Quantitative analysis of ribosome-mRNA complexes at different translation stages

Affiliations

Quantitative analysis of ribosome-mRNA complexes at different translation stages

Nikolay E Shirokikh et al. Nucleic Acids Res. 2010 Jan.

Abstract

Inhibition of primer extension by ribosome-mRNA complexes (toeprinting) is a proven and powerful technique for studying mechanisms of mRNA translation. Here we have assayed an advanced toeprinting approach that employs fluorescently labeled DNA primers, followed by capillary electrophoresis utilizing standard instruments for sequencing and fragment analysis. We demonstrate that this improved technique is not merely fast and cost-effective, but also brings the primer extension inhibition method up to the next level. The electrophoretic pattern of the primer extension reaction can be characterized with a precision unattainable by the common toeprint analysis utilizing radioactive isotopes.
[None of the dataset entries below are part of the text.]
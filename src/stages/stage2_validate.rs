use crate::error::Result;
use crate::io::OutputLayout;
use crate::llm::TextGenerator;
use crate::models::{Artifact, StageId, StageTrace};

use super::{invoke_stage, StageOutput};

/// Execute Stage 2: validate and complete the reviewer's documentation
pub async fn execute_stage2(
    generator: &dyn TextGenerator,
    review_doc: &Artifact,
    layout: &OutputLayout,
    trace: &mut StageTrace,
) -> Result<StageOutput> {
    invoke_stage(generator, StageId::Validate, review_doc, layout, trace, str::to_string).await
}
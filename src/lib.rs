pub mod error;
pub mod io;
pub mod llm;
pub mod models;
pub mod stages;

pub use error::{PipelineError, Result};
pub use io::{export_download, read_source_file, OutputLayout, SourceFile};
pub use llm::{GenerationConfig, LlmClient, MockGenerator, Provider, TextGenerator};
pub use models::{Artifact, ArtifactKind, DownloadArtifact, PipelineState, RunMode, RunReport, StageId};
pub use stages::{
    build_request, execute_stage1, execute_stage2, execute_stage3, strip_code_fences, Pipeline,
    PipelineConfig, RunOutcome,
};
This method allows us to detect and quantify stable ribosomal complexes at all stages of translation, including initiation, elongation and termination, generated during the complete translation process in both the in vitro reconstituted translation system and the cell lysate. We also point out the unique advantages of this new methodology, including the ability to assay sites of the ribosomal complex assembly on several mRNA species in the same reaction mixture.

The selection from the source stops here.